In 1848 he joined the students' legion, which played a large part in the revolutions of the capital, and in 1849 shared in the defence of Vienna against the imperialist troops of Alfred I, Prince of Windisch-Grätz. After the collapse of the revolutionary movement, he was obliged to hide for a couple of weeks to escape arrest.

For the next few years, he pursued his studies in natural science and philosophy, and in 1855 became master at the Gymnasium at Trieste. For many years he was ill, and in 1866 retired on a pension, which in acknowledgment of his literary works was increased by the government to a sum sufficient to enable him to live carefree until he died at his villa in Stiftingstal near Graz, Austria.

A popular edition of Hamerlings works in four volumes was published by M. M. Rabenlechner (Hamburg, 1900).

==Evaluations==

===1911 Encyclopædia Britannica===
The 1911 Encyclopædia Britannica characterizes
Hamerling as one of the most remarkable poets of the modern Austrian school, describing his imagination as rich and his poems as full of life and colour.
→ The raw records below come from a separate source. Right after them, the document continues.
//! Wiremock stand-in for the drink review API, paired with the Tokio runtime
//! that drives it.

use std::future::Future;
use std::io;
use std::rc::Rc;

use tokio::runtime::Runtime;
use wiremock::{Mock, MockServer};

/// A running mock review API that can be stored in an `rstest-bdd` Slot.
#[derive(Clone)]
pub struct ReviewServer {
    runtime: Rc<Runtime>,
    server: Rc<MockServer>,
}

impl ReviewServer {
    /// Starts a runtime and a mock server on it.
    ///
    /// # Errors
    ///
    /// Returns an error if the Tokio runtime cannot be created.
    pub fn start() -> Result<Self, io::Error> {
        let runtime = Runtime::new()?;
        let server = runtime.block_on(MockServer::start());
        Ok(Self {
            runtime: Rc::new(runtime),
            server: Rc::new(server),
        })
    }

    /// Base URL to point the gateway at.
    pub fn uri(&self) -> String {
        self.server.uri()
    }

    /// Registers a mocked endpoint.
    pub fn mount(&self, mock: Mock) {
        self.runtime.block_on(mock.mount(&self.server));
    }

    /// Drives `future` to completion on the shared runtime.
    pub fn block_on<F: Future>(&self, future: F) -> F::Output {
        self.runtime.block_on(future)
    }

    /// Counts received requests matching `method` and `path`.
    pub fn request_count(&self, method: &str, path: &str) -> usize {
        self.runtime
            .block_on(self.server.received_requests())
            .unwrap_or_default()
            .iter()
            .filter(|request| request.method.as_str() == method && request.url.path() == path)
            .count()
    }
}
//! TUI mode for reviewing one drink.
//!
//! This module provides the entry point for the interactive terminal user
//! interface that lets users comment on and rate a drink.

use std::io::{self, Write};
use std::sync::Arc;

use bubbletea_rs::Program;

use drink_reviews::tui::{DrinkReviewApp, ReviewContext, set_review_context};
use drink_reviews::{DrinkReviewsConfig, ReviewError};

use super::{build_gateway, telemetry_sink};

/// Runs the TUI mode for reviewing one drink.
///
/// # Errors
///
/// Returns an error if:
/// - The drink identifier is missing or blank
/// - The API base URL is invalid
/// - The TUI fails to initialise
///
/// Request failures inside the TUI are shown in the view, not returned.
pub async fn run(config: &DrinkReviewsConfig) -> Result<(), ReviewError> {
    let drink_id = config.require_drink_id()?;
    let gateway = build_gateway(config)?;

    let context = ReviewContext::new(drink_id, Arc::new(gateway))
        .with_telemetry(telemetry_sink(config));

    // Store the context for Model::init() to retrieve. If already set, this
    // is a no-op and the existing context remains.
    let _ = set_review_context(context);

    run_tui().await.map_err(|error| ReviewError::Io {
        message: format!("TUI error: {error}"),
    })
}

/// Runs the bubbletea-rs program with the `DrinkReviewApp` model.
async fn run_tui() -> Result<(), bubbletea_rs::Error> {
    // DrinkReviewApp::init() retrieves the context from module-level storage.
    let program = Program::<DrinkReviewApp>::builder()
        .alt_screen(true)
        .build()?;

    program.run().await?;

    // Ensure stdout is flushed
    io::stdout().flush().ok();

    Ok(())
}
//! Drink loading and request outcome handlers.
//!
//! Outcomes of comment and rating requests are forwarded to their own
//! handler modules; this module owns the initial load, reload, and the shared
//! failure path.

use bubbletea_rs::Cmd;

use super::DrinkReviewApp;
use crate::api::DrinkBundle;
use crate::tui::messages::AppMsg;

impl DrinkReviewApp {
    /// Dispatches reload requests and request outcomes.
    pub(super) fn handle_data_msg(&mut self, msg: &AppMsg) -> Option<Cmd> {
        match msg {
            AppMsg::ReloadRequested => self.handle_reload(),
            AppMsg::DrinkLoaded(bundle) => {
                self.handle_drink_loaded(bundle);
                None
            }
            AppMsg::CommentAdded(comment) => self.handle_comment_added(comment),
            AppMsg::CommentDeleted(comment_id) => self.handle_comment_deleted(comment_id),
            AppMsg::CommentUpdated { requested, comment } => {
                self.handle_comment_updated(requested, comment)
            }
            AppMsg::RatingSubmitted(rating) => self.handle_rating_submitted(*rating),
            AppMsg::RequestFailed { operation, detail } => {
                self.record_failure(*operation, detail);
                None
            }
            _ => {
                // Unreachable: caller filters to data messages.
                None
            }
        }
    }

    /// Resets every piece of view state and fetches the drink again.
    ///
    /// Terminal dimensions survive the reset since no resize event follows.
    fn handle_reload(&mut self) -> Option<Cmd> {
        let (width, height) = (self.width, self.height);
        *self = Self::with_context(self.context.take());
        self.width = width;
        self.height = height;
        self.load_command()
    }

    fn handle_drink_loaded(&mut self, bundle: &DrinkBundle) {
        tracing::debug!(
            comments = bundle.comments.len(),
            average = %bundle.average_rating,
            "drink bundle loaded"
        );
        self.loading = false;
        self.drink = Some(bundle.drink.clone());
        self.comments.clone_from(&bundle.comments);
        self.average_rating = bundle.average_rating;
        self.clamp_cursor();
    }
}
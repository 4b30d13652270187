//! Drink summary card: name, category, glass, ingredients, thumbnail.

use crate::api::Drink;

use super::text_truncate::truncate_to_display_width;

/// Context for rendering the drink summary.
#[derive(Debug, Clone, Copy)]
pub struct DrinkSummaryViewContext<'a> {
    /// Drink to describe.
    pub drink: &'a Drink,
    /// Maximum row width in columns.
    pub max_width: usize,
}

/// Component rendering the drink summary block.
#[derive(Debug, Clone, Copy, Default)]
pub struct DrinkSummaryComponent;

impl DrinkSummaryComponent {
    /// Renders the summary, skipping fields the catalog left empty.
    #[must_use]
    pub fn view(ctx: &DrinkSummaryViewContext<'_>) -> String {
        let drink = ctx.drink;
        let mut lines = vec![drink.name.as_deref().unwrap_or("Unnamed drink").to_owned()];

        if let Some(category) = drink.category.as_deref() {
            lines.push(format!("Category: {category}"));
        }
        if let Some(glass) = drink.glass.as_deref() {
            lines.push(format!("Glass: {glass}"));
        }
        if !drink.ingredients.is_empty() {
            lines.push(format!("Ingredients: {}", drink.ingredients.join(", ")));
        }
        if let Some(thumbnail) = drink.thumbnail_url.as_deref() {
            lines.push(format!("Image: {thumbnail}"));
        }

        lines
            .iter()
            .map(|line| truncate_to_display_width(line, ctx.max_width))
            .fold(String::new(), |mut output, line| {
                output.push_str(&line);
                output.push('\n');
                output
            })
    }
}
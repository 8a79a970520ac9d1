//! End-to-end tests for the report pipeline.
//!
//! These exercise realistic multi-block vendor payloads through the full
//! normalize/aggregate stack, validating the report structure the frontend
//! renders.

use serde_json::{json, Value};

use allotment_report::report::{generate_group_report, normalize_block};

/// A realistic vendor response: two groups, one block with two room types
/// over three dates, one sharing a group, one with no group metadata, and
/// one with a broken interval payload.
fn sample_blocks() -> Vec<Value> {
    vec![
        json!({
            "allotmentBlockId": "12001",
            "allotmentBlockCode": "CONF-2025",
            "allotmentBlockName": "Tech Conference",
            "allotmentBlockStatus": "confirmed",
            "groupName": "Conferences",
            "groupCode": "CONF",
            "allotmentIntervals": [
                {
                    "STD": {
                        "availability": {
                            "2025-06-02": {"blockAllotted": 20, "blockRemaining": 5, "rate": 120.0},
                            "2025-06-01": {"blockAllotted": 20, "blockRemaining": 8, "rate": 120.0}
                        }
                    },
                    "DLX": {
                        "availability": {
                            "2025-06-01": {"blockAllotted": 5, "blockRemaining": 1, "blockConfirmed": 3, "rate": "199.50"}
                        }
                    }
                }
            ]
        }),
        json!({
            "allotmentBlockId": "12002",
            "allotmentBlockCode": "CONF-OVFL",
            "allotmentBlockName": "Conference Overflow",
            "allotmentBlockStatus": "tentative",
            "groupName": "Conferences",
            "groupCode": "CONF",
            "allotmentIntervals": [
                {"STD": {"availability": {"2025-06-02": {"blockAllotted": 10, "rate": 110}}}}
            ]
        }),
        json!({
            "allotmentBlockId": "12003",
            "allotmentBlockName": "Walk-in Block",
            "allotmentIntervals": [
                {"STD": {"availability": {"2025-06-05": {"blockAllotted": 2, "blockRemaining": 2, "rate": 90}}}}
            ]
        }),
        json!({
            "allotmentBlockId": "12004",
            "allotmentBlockCode": "WED-77",
            "allotmentBlockName": "Wedding Party",
            "groupName": "Weddings",
            "groupCode": "WED",
            "allotmentIntervals": "corrupted"
        }),
    ]
}

#[test]
fn full_report_structure() {
    let blocks = sample_blocks();
    let report = generate_group_report(&blocks, "2025-06-01", "2025-06-30");

    assert_eq!(report.date_range.start_date, "2025-06-01");
    assert_eq!(report.date_range.end_date, "2025-06-30");

    // Groups sorted by name: Conferences, Unknown Group, Weddings.
    let names: Vec<&str> = report.groups.iter().map(|g| g.name.as_str()).collect();
    assert_eq!(names, vec!["Conferences", "Unknown Group", "Weddings"]);

    let conferences = &report.groups[0];
    assert_eq!(conferences.display_name, "Conferences (CONF)");
    assert_eq!(conferences.total_blocks, 2);
    assert_eq!(conferences.allotment_blocks[0].name, "Tech Conference");
    assert_eq!(conferences.allotment_blocks[1].name, "Conference Overflow");

    // Tech Conference: 20*120 + 20*120 + 5*199.50 = 5797.5
    let tech = &conferences.allotment_blocks[0];
    assert!((tech.forecasted_revenue - 5797.5).abs() < 1e-9);

    // Dates ascending, room types ascending within each date.
    let dates: Vec<&str> = tech.dates_data.iter().map(|d| d.date.as_str()).collect();
    assert_eq!(dates, vec!["2025-06-01", "2025-06-02"]);
    let june1_rooms: Vec<&str> = tech.dates_data[0]
        .room_types
        .iter()
        .map(|r| r.room_type_id.as_str())
        .collect();
    assert_eq!(june1_rooms, vec!["DLX", "STD"]);

    // Explicit blockConfirmed wins; derived otherwise.
    let dlx = &tech.dates_data[0].room_types[0];
    assert_eq!(dlx.block_confirmed, 3);
    assert_eq!(dlx.pickup_percentage, 60.0);
    let std_room = &tech.dates_data[0].room_types[1];
    assert_eq!(std_room.block_confirmed, 12); // 20 - 8
    assert_eq!(std_room.pickup_percentage, 60.0);

    // Walk-in block has no group metadata; nothing picked up yet.
    let unknown = &report.groups[1];
    assert_eq!(unknown.display_name, "Unknown Group (Unknown Code)");
    let walk_in = &unknown.allotment_blocks[0];
    assert_eq!(walk_in.dates_data[0].room_types[0].pickup_percentage, 0.0);

    // The corrupted block still appears, degraded to the minimal shape.
    let weddings = &report.groups[2];
    assert_eq!(weddings.total_blocks, 1);
    assert_eq!(weddings.total_forecasted_revenue, 0.0);
    assert_eq!(weddings.allotment_blocks[0].name, "Wedding Party");
    assert!(weddings.allotment_blocks[0].dates_data.is_empty());
}

#[test]
fn summary_totals_match_across_levels() {
    let blocks = sample_blocks();
    let report = generate_group_report(&blocks, "2025-06-01", "2025-06-30");

    assert_eq!(report.summary.total_groups, report.groups.len());
    assert_eq!(
        report.summary.total_allotment_blocks,
        report.groups.iter().map(|g| g.total_blocks).sum::<usize>()
    );

    let group_total: f64 = report
        .groups
        .iter()
        .map(|g| g.total_forecasted_revenue)
        .sum();
    let block_total: f64 = report
        .groups
        .iter()
        .flat_map(|g| g.allotment_blocks.iter())
        .map(|b| b.forecasted_revenue)
        .sum();
    assert!((report.summary.total_forecasted_revenue - group_total).abs() < 1e-9);
    assert!((group_total - block_total).abs() < 1e-9);
}

#[test]
fn report_is_deterministic_for_identical_input() {
    let blocks = sample_blocks();
    let a = generate_group_report(&blocks, "2025-06-01", "2025-06-30");
    let b = generate_group_report(&blocks, "2025-06-01", "2025-06-30");
    assert_eq!(
        serde_json::to_string(&a).unwrap(),
        serde_json::to_string(&b).unwrap()
    );
}

#[test]
fn normalizer_accepts_every_sample_block() {
    for raw in sample_blocks() {
        let block = normalize_block(&raw);
        assert!(!block.name.is_empty());
        for bucket in &block.dates_data {
            for entry in &bucket.room_types {
                assert!(entry.block_allotted > 0);
                assert!((0.0..=100.0).contains(&entry.pickup_percentage));
            }
        }
    }
}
What it terms his most popular poem, Ahasver in Rom (1866), of which the emperor Nero is the central figure, is said to show at its best what is alleged to be the author's brilliant talent for description. Among his other works, 1911 Britannica mentions Venus im Exil (1858); Der König von Sion (1869), characterized as a generally recognized masterpiece; Die sieben Todsünden (1872) Blätter im Winde (1887); Homunculus (1888); Amor und Psyche (1882).

The 1911 Britannica goes on to describe his novel, Aspasia (1876), as giving a finely drawn description of the Periclean age, but like his tragedy Danton und Robespierre (1870), somewhat stilted, showing that Hamerling's genius, though rich in imagination, was ill-suited for the realistic presentation of character.